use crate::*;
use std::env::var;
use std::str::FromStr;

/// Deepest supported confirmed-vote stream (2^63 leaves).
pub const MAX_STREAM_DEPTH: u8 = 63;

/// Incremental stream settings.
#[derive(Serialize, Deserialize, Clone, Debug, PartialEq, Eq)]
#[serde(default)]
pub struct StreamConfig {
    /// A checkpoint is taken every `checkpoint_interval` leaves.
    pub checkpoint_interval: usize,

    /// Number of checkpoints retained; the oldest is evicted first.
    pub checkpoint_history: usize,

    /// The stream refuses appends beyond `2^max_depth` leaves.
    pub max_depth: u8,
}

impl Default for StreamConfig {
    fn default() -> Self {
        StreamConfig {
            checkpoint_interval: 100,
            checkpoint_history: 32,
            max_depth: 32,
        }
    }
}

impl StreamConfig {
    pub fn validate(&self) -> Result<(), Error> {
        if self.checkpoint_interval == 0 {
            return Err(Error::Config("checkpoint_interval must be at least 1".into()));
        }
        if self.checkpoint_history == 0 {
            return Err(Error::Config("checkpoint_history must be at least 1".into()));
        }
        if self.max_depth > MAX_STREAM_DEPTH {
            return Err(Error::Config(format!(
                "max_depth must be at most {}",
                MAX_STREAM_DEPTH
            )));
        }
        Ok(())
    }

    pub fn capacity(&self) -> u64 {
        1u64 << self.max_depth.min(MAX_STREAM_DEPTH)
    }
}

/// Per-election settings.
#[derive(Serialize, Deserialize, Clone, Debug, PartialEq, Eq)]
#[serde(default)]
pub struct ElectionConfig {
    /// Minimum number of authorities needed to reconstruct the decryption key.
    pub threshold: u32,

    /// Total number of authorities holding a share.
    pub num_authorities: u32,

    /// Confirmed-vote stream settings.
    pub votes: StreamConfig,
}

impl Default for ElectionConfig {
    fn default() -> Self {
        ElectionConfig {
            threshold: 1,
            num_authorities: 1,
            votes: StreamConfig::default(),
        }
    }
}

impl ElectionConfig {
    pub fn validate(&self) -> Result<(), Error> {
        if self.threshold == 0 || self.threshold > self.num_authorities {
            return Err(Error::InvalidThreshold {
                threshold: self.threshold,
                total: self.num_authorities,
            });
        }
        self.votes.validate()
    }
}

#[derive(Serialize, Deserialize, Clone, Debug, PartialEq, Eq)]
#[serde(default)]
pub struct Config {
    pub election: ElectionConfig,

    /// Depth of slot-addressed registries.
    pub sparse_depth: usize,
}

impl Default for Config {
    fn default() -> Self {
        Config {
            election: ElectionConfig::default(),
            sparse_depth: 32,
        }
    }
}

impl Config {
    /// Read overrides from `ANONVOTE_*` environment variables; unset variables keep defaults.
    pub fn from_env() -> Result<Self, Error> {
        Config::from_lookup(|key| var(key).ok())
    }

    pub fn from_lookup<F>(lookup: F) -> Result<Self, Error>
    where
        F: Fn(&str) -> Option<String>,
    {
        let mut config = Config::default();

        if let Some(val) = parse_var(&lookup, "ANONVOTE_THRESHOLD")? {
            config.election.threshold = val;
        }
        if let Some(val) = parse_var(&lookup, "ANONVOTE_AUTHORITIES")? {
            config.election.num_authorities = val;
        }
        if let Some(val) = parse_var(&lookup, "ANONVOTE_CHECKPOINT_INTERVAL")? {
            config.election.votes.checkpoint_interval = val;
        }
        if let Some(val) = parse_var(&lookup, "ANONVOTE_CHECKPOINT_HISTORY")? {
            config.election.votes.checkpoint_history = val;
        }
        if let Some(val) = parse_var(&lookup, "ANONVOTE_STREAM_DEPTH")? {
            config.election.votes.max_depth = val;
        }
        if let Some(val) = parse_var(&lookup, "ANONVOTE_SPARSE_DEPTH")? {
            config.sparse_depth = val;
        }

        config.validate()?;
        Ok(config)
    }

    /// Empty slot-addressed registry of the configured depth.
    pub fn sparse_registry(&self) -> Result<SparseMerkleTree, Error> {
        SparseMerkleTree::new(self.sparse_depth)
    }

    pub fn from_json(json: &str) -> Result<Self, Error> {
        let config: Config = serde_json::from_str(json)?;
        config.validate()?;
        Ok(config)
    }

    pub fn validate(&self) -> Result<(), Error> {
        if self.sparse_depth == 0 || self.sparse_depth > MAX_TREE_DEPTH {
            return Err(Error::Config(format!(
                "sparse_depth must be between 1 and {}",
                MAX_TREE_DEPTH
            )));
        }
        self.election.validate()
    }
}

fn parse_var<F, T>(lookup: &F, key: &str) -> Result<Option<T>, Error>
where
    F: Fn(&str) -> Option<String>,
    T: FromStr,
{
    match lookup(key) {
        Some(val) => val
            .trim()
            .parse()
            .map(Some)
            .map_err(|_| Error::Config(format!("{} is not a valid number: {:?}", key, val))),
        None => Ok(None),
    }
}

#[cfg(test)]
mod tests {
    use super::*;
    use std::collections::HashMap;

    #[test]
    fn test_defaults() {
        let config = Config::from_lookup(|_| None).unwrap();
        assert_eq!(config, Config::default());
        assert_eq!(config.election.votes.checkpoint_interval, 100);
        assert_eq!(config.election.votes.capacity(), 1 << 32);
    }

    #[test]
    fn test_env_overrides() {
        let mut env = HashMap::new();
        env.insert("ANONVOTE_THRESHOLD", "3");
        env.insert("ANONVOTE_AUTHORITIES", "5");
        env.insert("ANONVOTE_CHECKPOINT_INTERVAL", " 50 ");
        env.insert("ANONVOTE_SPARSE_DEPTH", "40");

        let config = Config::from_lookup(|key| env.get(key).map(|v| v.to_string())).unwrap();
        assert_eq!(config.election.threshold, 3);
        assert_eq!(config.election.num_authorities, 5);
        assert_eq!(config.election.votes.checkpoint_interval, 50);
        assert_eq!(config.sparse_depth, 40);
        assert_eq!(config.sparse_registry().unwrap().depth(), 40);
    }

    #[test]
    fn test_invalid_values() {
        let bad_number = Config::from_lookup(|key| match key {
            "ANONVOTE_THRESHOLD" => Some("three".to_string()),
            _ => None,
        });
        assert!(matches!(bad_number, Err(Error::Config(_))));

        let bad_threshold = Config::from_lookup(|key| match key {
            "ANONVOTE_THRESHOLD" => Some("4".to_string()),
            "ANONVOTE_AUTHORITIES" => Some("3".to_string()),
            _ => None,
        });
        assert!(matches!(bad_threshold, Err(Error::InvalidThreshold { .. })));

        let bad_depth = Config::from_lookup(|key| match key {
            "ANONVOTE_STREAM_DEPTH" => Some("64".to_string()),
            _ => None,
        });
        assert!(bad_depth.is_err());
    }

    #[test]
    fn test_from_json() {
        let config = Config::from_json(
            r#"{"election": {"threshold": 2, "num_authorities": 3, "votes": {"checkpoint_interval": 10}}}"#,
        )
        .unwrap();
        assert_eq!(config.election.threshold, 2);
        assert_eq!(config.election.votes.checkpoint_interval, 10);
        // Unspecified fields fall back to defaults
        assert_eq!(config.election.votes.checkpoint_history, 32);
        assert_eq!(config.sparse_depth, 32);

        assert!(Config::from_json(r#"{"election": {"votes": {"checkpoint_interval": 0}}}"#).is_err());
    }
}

---*---

Search the data above for the string "impl". Report every line where it is found.

(Response to this task):
impl Default for StreamConfig {
impl StreamConfig {
impl Default for ElectionConfig {
impl ElectionConfig {
impl Default for Config {
impl Config {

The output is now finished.